Short-term rates are rising to the point that they are nearing the yield of long-term rates. This is a bad sign because banks are gaining less interest (banks receive interest on long-term loans and pay interest on short-term loans), AKA their net interest margin. A flattening, and eventually, inverted yield curve has predicted the last 7 recessions.
Josef , I understand how hyperinflation works. printing may be the only option the fed has, especially at the end of our massive debt cycle. thus there bond is guaranteed but the value of the dollar might be less by the time your loan is paid. so raising taxes is not the only way to pay back a loan. a bond is only secure if the dollar is on the gold standard.
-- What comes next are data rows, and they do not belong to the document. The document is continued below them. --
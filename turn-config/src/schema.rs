//! Strongly typed configuration schemas.

use std::path::PathBuf;
use std::time::Duration;

use serde::{Deserialize, Serialize};

use crate::error::{ConfigError, ConfigResult};

/// Settings for the LLM client's history bookkeeping and repair loop.
#[derive(Clone, Debug, Deserialize, Serialize, PartialEq, Eq)]
#[serde(default)]
pub struct ClientConfig {
    /// Repairs attempted after an invalid reply before giving up.
    pub max_repair_attempts: usize,
    /// Messages kept in the conversation history; `0` disables history.
    pub max_history_messages: usize,
    /// Memory path of the conversation history.
    pub history_variable: String,
    /// Memory path of the user's input.
    pub input_variable: String,
    /// Logs each repair attempt and its feedback at `info` level.
    pub log_repairs: bool,
}

impl Default for ClientConfig {
    fn default() -> Self {
        Self {
            max_repair_attempts: 3,
            max_history_messages: 10,
            history_variable: "conversation.history".to_owned(),
            input_variable: "temp.input".to_owned(),
            log_repairs: false,
        }
    }
}

/// Limits applied when dispatching a plan.
#[derive(Clone, Debug, Deserialize, Serialize, PartialEq, Eq)]
#[serde(default)]
pub struct ExecutionConfig {
    /// Maximum commands in one plan.
    pub max_steps: usize,
    /// Wall-clock budget for one plan in milliseconds.
    pub max_time_ms: u64,
}

impl Default for ExecutionConfig {
    fn default() -> Self {
        Self {
            max_steps: 25,
            max_time_ms: 300_000,
        }
    }
}

impl ExecutionConfig {
    /// Returns the wall-clock budget.
    #[must_use]
    pub const fn max_time(&self) -> Duration {
        Duration::from_millis(self.max_time_ms)
    }
}

/// Settings for the tracing subscriber.
#[derive(Clone, Debug, Deserialize, Serialize, PartialEq, Eq)]
#[serde(default)]
pub struct LoggingConfig {
    /// `EnvFilter` directives such as `info,turn_kernel=debug`.
    pub filter: String,
    /// Includes the event target in each line.
    pub with_target: bool,
}

impl Default for LoggingConfig {
    fn default() -> Self {
        Self {
            filter: "info".to_owned(),
            with_target: false,
        }
    }
}

/// Top-level runtime configuration.
#[derive(Clone, Debug, Default, Deserialize, Serialize, PartialEq, Eq)]
#[serde(default)]
pub struct RuntimeConfig {
    /// Directory holding prompt folders.
    #[serde(skip_serializing_if = "Option::is_none")]
    pub prompts_folder: Option<PathBuf>,
    /// LLM client settings.
    pub client: ClientConfig,
    /// Plan dispatch limits.
    pub execution: ExecutionConfig,
    /// Logging settings.
    pub logging: LoggingConfig,
}

impl RuntimeConfig {
    /// Parses JSON configuration.
    ///
    /// # Errors
    ///
    /// Returns [`ConfigError::Parse`] for malformed JSON and
    /// [`ConfigError::Invalid`] when [`RuntimeConfig::validate`] fails.
    pub fn from_json_str(text: &str) -> ConfigResult<Self> {
        let config: Self =
            serde_json::from_str(text).map_err(|err| ConfigError::parse(err.to_string()))?;
        config.validate()?;
        Ok(config)
    }

    /// Parses YAML configuration.
    ///
    /// # Errors
    ///
    /// Returns [`ConfigError::Parse`] for malformed YAML and
    /// [`ConfigError::Invalid`] when [`RuntimeConfig::validate`] fails.
    pub fn from_yaml_str(text: &str) -> ConfigResult<Self> {
        let config: Self =
            serde_yaml::from_str(text).map_err(|err| ConfigError::parse(err.to_string()))?;
        config.validate()?;
        Ok(config)
    }

    /// Checks values that parse but cannot be used.
    ///
    /// # Errors
    ///
    /// Returns [`ConfigError::Invalid`] for an empty history or input variable,
    /// a zero step or time limit, or an empty log filter.
    pub fn validate(&self) -> ConfigResult<()> {
        if self.client.history_variable.trim().is_empty() {
            return Err(ConfigError::invalid("client.history_variable cannot be empty"));
        }
        if self.client.input_variable.trim().is_empty() {
            return Err(ConfigError::invalid("client.input_variable cannot be empty"));
        }
        if self.execution.max_steps == 0 {
            return Err(ConfigError::invalid("execution.max_steps must be at least 1"));
        }
        if self.execution.max_time_ms == 0 {
            return Err(ConfigError::invalid("execution.max_time_ms must be at least 1"));
        }
        if self.logging.filter.trim().is_empty() {
            return Err(ConfigError::invalid("logging.filter cannot be empty"));
        }
        Ok(())
    }
}

#[cfg(test)]
mod tests {
    use super::*;

    #[test]
    fn missing_fields_use_defaults() {
        let config = RuntimeConfig::from_json_str(r#"{"client": {"max_repair_attempts": 1}}"#)
            .unwrap();
        assert_eq!(config.client.max_repair_attempts, 1);
        assert_eq!(config.client.max_history_messages, 10);
        assert_eq!(config.client.history_variable, "conversation.history");
        assert_eq!(config.execution, ExecutionConfig::default());
        assert_eq!(config.execution.max_time(), Duration::from_secs(300));
        assert_eq!(config.logging.filter, "info");
    }

    #[test]
    fn parses_yaml() {
        let config = RuntimeConfig::from_yaml_str(
            "prompts_folder: prompts\nexecution:\n  max_steps: 5\nlogging:\n  filter: debug\n",
        )
        .unwrap();
        assert_eq!(config.prompts_folder, Some(PathBuf::from("prompts")));
        assert_eq!(config.execution.max_steps, 5);
        assert_eq!(config.logging.filter, "debug");
    }

    #[test]
    fn rejects_unusable_values() {
        let err = RuntimeConfig::from_json_str(r#"{"execution": {"max_steps": 0}}"#)
            .expect_err("zero steps");
        assert!(matches!(err, ConfigError::Invalid { .. }));
        let err = RuntimeConfig::from_json_str("{not json").expect_err("malformed");
        assert!(matches!(err, ConfigError::Parse { .. }));
    }
}
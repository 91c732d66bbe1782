//! System section listing the available actions and the reply format.

use async_trait::async_trait;
use serde_json::{Map, Value};
use turn_primitives::{ActionDefinition, Message, MessageRole};
use turn_prompts::{
    PromptResult, PromptSection, RenderContext, RenderedSection, SectionBudget, TextSection,
};

use crate::error::{ValidatorError, ValidatorResult};

/// Renders the declared actions as YAML followed by response format
/// instructions, as a required system message.
///
/// ```text
/// actions:
///   lights_on:
///     description: Turn on the lights
///
/// Use the actions above to create a plan ...
/// ```
#[derive(Clone, Debug)]
pub struct ActionAugmentationSection {
    inner: TextSection,
}

impl ActionAugmentationSection {
    /// Builds the section text.
    ///
    /// # Errors
    ///
    /// Returns [`ValidatorError::Setup`] when the action list cannot be
    /// rendered as YAML.
    pub fn new(actions: &[ActionDefinition], response_format: &str) -> ValidatorResult<Self> {
        let mut listed = Map::new();
        for action in actions {
            let mut entry = Map::new();
            if let Some(description) = action.description() {
                entry.insert("description".to_owned(), Value::String(description.to_owned()));
            }
            if let Some(parameters) = action.parameters() {
                entry.insert("parameters".to_owned(), parameters.clone());
            }
            listed.insert(action.name().to_owned(), Value::Object(entry));
        }
        let mut root = Map::new();
        root.insert("actions".to_owned(), Value::Object(listed));

        let yaml = serde_yaml::to_string(&Value::Object(root))
            .map_err(|err| ValidatorError::setup(format!("cannot render actions: {err}")))?;
        let text = format!("{}\n\n{response_format}", yaml.trim_end());
        Ok(Self {
            inner: TextSection::new(text, MessageRole::System),
        })
    }

    /// Returns the rendered section text.
    #[must_use]
    pub fn text(&self) -> &str {
        self.inner.text()
    }
}

#[async_trait]
impl PromptSection for ActionAugmentationSection {
    fn required(&self) -> bool {
        self.inner.required()
    }

    fn budget(&self) -> SectionBudget {
        self.inner.budget()
    }

    async fn render_as_messages(
        &self,
        ctx: &RenderContext<'_>,
        max_tokens: usize,
    ) -> PromptResult<RenderedSection<Vec<Message>>> {
        self.inner.render_as_messages(ctx, max_tokens).await
    }

    async fn render_as_text(
        &self,
        ctx: &RenderContext<'_>,
        max_tokens: usize,
    ) -> PromptResult<RenderedSection<String>> {
        self.inner.render_as_text(ctx, max_tokens).await
    }
}

#[cfg(test)]
mod tests {
    use super::*;
    use serde_json::json;

    #[test]
    fn lists_actions_before_the_format() {
        let actions = vec![
            ActionDefinition::new("lights_on")
                .unwrap()
                .with_description("Turn on the lights"),
            ActionDefinition::new("pause")
                .unwrap()
                .with_parameters(json!({"type": "object"})),
        ];
        let section = ActionAugmentationSection::new(&actions, "Reply with JSON.").unwrap();
        assert_eq!(
            section.text(),
            "actions:\n  lights_on:\n    description: Turn on the lights\n  pause:\n    parameters:\n      type: object\n\nReply with JSON."
        );
        assert!(section.required());
    }
}
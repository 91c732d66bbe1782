//! Streaming chat adapter seam implemented by provider integrations.

use std::pin::Pin;
use std::time::Duration;

use async_trait::async_trait;
use futures::Stream;
use serde::{Deserialize, Serialize};
use thiserror::Error;
use turn_primitives::{ActionCall, ActionDefinition, Message};
use turn_prompts::CompletionConfig;

/// Result alias used by chat adapters.
pub type AdapterResult<T> = Result<T, AdapterError>;

/// Streaming response emitted by [`ChatAdapter::infer`].
pub type AdapterStream = Pin<Box<dyn Stream<Item = AdapterResult<InferenceChunk>> + Send>>;

/// Error type shared by adapter implementations.
#[derive(Debug, Error)]
pub enum AdapterError {
    /// Adapter is misconfigured or missing credentials.
    #[error("adapter not configured: {reason}")]
    Configuration {
        /// Additional context for the failure.
        reason: String,
    },

    /// The supplied request was invalid for the target model.
    #[error("invalid chat request: {reason}")]
    InvalidRequest {
        /// Reason describing why the request could not be processed.
        reason: String,
    },

    /// Transport-level failures (network, protocol, etc.).
    #[error("adapter transport error: {reason}")]
    Transport {
        /// Additional context about the error.
        reason: String,
    },

    /// The provider rejected the request due to rate limiting.
    #[error("adapter rate limited (retry after {retry_after:?})")]
    RateLimited {
        /// Suggested delay before retrying.
        retry_after: Option<Duration>,
    },

    /// The provider returned a malformed response.
    #[error("adapter response error: {reason}")]
    Response {
        /// Additional context about the response failure.
        reason: String,
    },
}

impl AdapterError {
    /// Convenience constructor for invalid requests.
    #[must_use]
    pub fn invalid_request(reason: impl Into<String>) -> Self {
        Self::InvalidRequest {
            reason: reason.into(),
        }
    }

    /// Convenience constructor for configuration issues.
    #[must_use]
    pub fn configuration(reason: impl Into<String>) -> Self {
        Self::Configuration {
            reason: reason.into(),
        }
    }

    /// Convenience constructor for transport failures.
    #[must_use]
    pub fn transport(reason: impl Into<String>) -> Self {
        Self::Transport {
            reason: reason.into(),
        }
    }
}

/// Minimal metadata describing an adapter instance.
#[derive(Clone, Debug, PartialEq, Eq)]
pub struct AdapterMetadata {
    provider: &'static str,
    model: String,
}

impl AdapterMetadata {
    /// Creates metadata for the supplied provider and model identifier.
    #[must_use]
    pub fn new(provider: &'static str, model: impl Into<String>) -> Self {
        Self {
            provider,
            model: model.into(),
        }
    }

    /// Returns the provider identifier (e.g., "openai").
    #[must_use]
    pub const fn provider(&self) -> &'static str {
        self.provider
    }

    /// Returns the configured model name.
    #[must_use]
    pub fn model(&self) -> &str {
        &self.model
    }
}

/// Request submitted to a chat adapter.
#[derive(Clone, Debug, Deserialize, Serialize, PartialEq)]
pub struct ChatRequest {
    messages: Vec<Message>,
    #[serde(default, skip_serializing_if = "Option::is_none")]
    model: Option<String>,
    #[serde(default, skip_serializing_if = "Option::is_none")]
    max_output_tokens: Option<usize>,
    #[serde(default, skip_serializing_if = "Option::is_none")]
    temperature: Option<f32>,
    #[serde(default, skip_serializing_if = "Option::is_none")]
    top_p: Option<f32>,
    #[serde(default, skip_serializing_if = "Vec::is_empty")]
    stop_sequences: Vec<String>,
    #[serde(default, skip_serializing_if = "Vec::is_empty")]
    tools: Vec<ActionDefinition>,
}

impl ChatRequest {
    /// Creates a request with the supplied messages.
    ///
    /// # Errors
    ///
    /// Returns [`AdapterError::InvalidRequest`] if the message list is empty.
    pub fn new(messages: Vec<Message>) -> AdapterResult<Self> {
        if messages.is_empty() {
            return Err(AdapterError::invalid_request(
                "chat request requires at least one message",
            ));
        }

        Ok(Self {
            messages,
            model: None,
            max_output_tokens: None,
            temperature: None,
            top_p: None,
            stop_sequences: Vec::new(),
            tools: Vec::new(),
        })
    }

    /// Copies the sampling settings of a prompt's completion config.
    #[must_use]
    pub fn with_completion(mut self, completion: &CompletionConfig) -> Self {
        self.model.clone_from(&completion.model);
        self.max_output_tokens = Some(completion.max_tokens);
        self.temperature = Some(completion.temperature);
        self.top_p = Some(completion.top_p);
        self.stop_sequences.clone_from(&completion.stop_sequences);
        self
    }

    /// Declares the actions the model may call natively.
    #[must_use]
    pub fn with_tools(mut self, tools: Vec<ActionDefinition>) -> Self {
        self.tools = tools;
        self
    }

    /// Returns the prompt messages.
    #[must_use]
    pub fn messages(&self) -> &[Message] {
        &self.messages
    }

    /// Returns the model override, if any.
    #[must_use]
    pub fn model(&self) -> Option<&str> {
        self.model.as_deref()
    }

    /// Returns the configured maximum output tokens.
    #[must_use]
    pub const fn max_output_tokens(&self) -> Option<usize> {
        self.max_output_tokens
    }

    /// Returns the configured sampling temperature.
    #[must_use]
    pub const fn temperature(&self) -> Option<f32> {
        self.temperature
    }

    /// Returns the configured nucleus sampling mass.
    #[must_use]
    pub const fn top_p(&self) -> Option<f32> {
        self.top_p
    }

    /// Returns the stop sequences.
    #[must_use]
    pub fn stop_sequences(&self) -> &[String] {
        &self.stop_sequences
    }

    /// Returns the declared tools.
    #[must_use]
    pub fn tools(&self) -> &[ActionDefinition] {
        &self.tools
    }
}

/// Streaming chunk returned by an adapter.
#[derive(Clone, Debug, Default, Deserialize, Serialize, PartialEq, Eq)]
pub struct InferenceChunk {
    /// Partial text delta emitted by the provider.
    pub delta: String,
    /// Native action calls completed in this chunk.
    #[serde(default, skip_serializing_if = "Vec::is_empty")]
    pub action_calls: Vec<ActionCall>,
    /// Whether the generation is complete.
    pub done: bool,
}

impl InferenceChunk {
    /// Creates a new chunk.
    #[must_use]
    pub fn new(delta: impl Into<String>, done: bool) -> Self {
        Self {
            delta: delta.into(),
            action_calls: Vec::new(),
            done,
        }
    }

    /// Attaches native action calls to the chunk.
    #[must_use]
    pub fn with_action_calls(mut self, calls: Vec<ActionCall>) -> Self {
        self.action_calls = calls;
        self
    }
}

/// Trait implemented by provider integrations.
#[async_trait]
pub trait ChatAdapter: Send + Sync {
    /// Returns basic metadata describing the adapter instance.
    fn metadata(&self) -> &AdapterMetadata;

    /// Executes the chat request, returning a streaming response.
    async fn infer(&self, request: ChatRequest) -> AdapterResult<AdapterStream>;
}

#[cfg(test)]
mod tests {
    use super::*;

    #[test]
    fn validates_request_messages() {
        let err = ChatRequest::new(Vec::new()).expect_err("messages required");
        assert!(matches!(err, AdapterError::InvalidRequest { .. }));
    }

    #[test]
    fn copies_completion_settings() {
        let completion = CompletionConfig {
            model: Some("gpt-test".to_owned()),
            max_tokens: 256,
            stop_sequences: vec!["\n\n".to_owned()],
            ..CompletionConfig::default()
        };
        let request = ChatRequest::new(vec![Message::user("ping")])
            .unwrap()
            .with_completion(&completion)
            .with_tools(vec![ActionDefinition::new("echo").unwrap()]);

        assert_eq!(request.messages().len(), 1);
        assert_eq!(request.model(), Some("gpt-test"));
        assert_eq!(request.max_output_tokens(), Some(256));
        assert_eq!(request.stop_sequences(), ["\n\n".to_owned()]);
        assert_eq!(request.tools()[0].name(), "echo");
    }
}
I would like to address a question regarding the relation between the demand on bonds and the interest rates. Why does the interest rates go lower when you have more demand? Does it have something to do with the fact that if more people have the T-bill/note/bond the government will have more expenses with the higher interest rate?
hey Khan you should make videos for the CFA
JUST FOR ME :) I literally am banging my head on my keyboard to try and get the information in. The books are BORING. I am rereading each paragraph like 5 times. It just is not sinking in.
Where do you teach? Wow! I have been in my text for hours trying to make sense of this (currently taking Financial Inst and Society), and it's been difficult to understand in simple terms. Thank you, you have great communication skills an absoultely marvelous voice! Thank you so much!
Why would the two year rate be greater than the one year rate?
There are two basic reasons:
1. If inflation is expected to be higher—the expectations hypothesis
2. If investors prefer short-run investment horizons and need to be enticed (with higher rates) to buy longer maturities—the maturity preference hypothesis.
The only worrying thing is that previous bonds paid off are being financed with new bonds issued . Not good for treasury's credit rating, and it won't be too long before foreign buyers of govenment bonds wise up.